Saved entries:

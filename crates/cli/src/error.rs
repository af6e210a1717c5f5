//! Error types for CLI operations.

use contracts::FeedbackError;
use thiserror::Error;

/// CLI-specific error types
#[derive(Error, Debug)]
pub enum CliError {
    /// Configuration file not found
    #[error("Configuration file not found: {path}")]
    ConfigNotFound { path: String },

    /// Configuration failed to load or validate
    #[error("Invalid configuration: {0}")]
    Config(#[from] FeedbackError),

    /// Listener could not be bound
    #[error("Failed to bind {addr}: {source}")]
    Bind {
        addr: String,
        #[source]
        source: std::io::Error,
    },
}

impl CliError {
    pub fn config_not_found(path: impl Into<String>) -> Self {
        Self::ConfigNotFound { path: path.into() }
    }

    pub fn bind(addr: impl Into<String>, source: std::io::Error) -> Self {
        Self::Bind {
            addr: addr.into(),
            source,
        }
    }
}

/// Result type alias for CLI operations
pub type Result<T> = std::result::Result<T, CliError>;
//! FeedbackChannel trait - Dispatcher output interface
//!
//! Defines the abstract interface for delivery adapters.

use crate::{DeliveryMethod, FeedbackError, FeedbackRecord};

/// Delivery adapter trait
///
/// Each implementation wraps exactly one outbound protocol call.
#[trait_variant::make(FeedbackChannel: Send)]
pub trait LocalFeedbackChannel {
    /// Channel this adapter serves (used for logging/metrics)
    fn method(&self) -> DeliveryMethod;

    /// Check channel settings before any outbound I/O
    ///
    /// # Errors
    /// Returns a configuration-class error naming the offending setting
    fn check_preconditions(&self) -> Result<(), FeedbackError>;

    /// Deliver a validated record
    ///
    /// # Errors
    /// Returns a typed error (should include provider context)
    async fn deliver(&self, record: &FeedbackRecord) -> Result<(), FeedbackError>;
}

__Exercise aim__. Scan the data, and report each line that uses the word "String".

__Solution for this exercise__.
    ConfigNotFound { path: String },
        addr: String,
    pub fn config_not_found(path: impl Into<String>) -> Self {
    pub fn bind(addr: impl Into<String>, source: std::io::Error) -> Self {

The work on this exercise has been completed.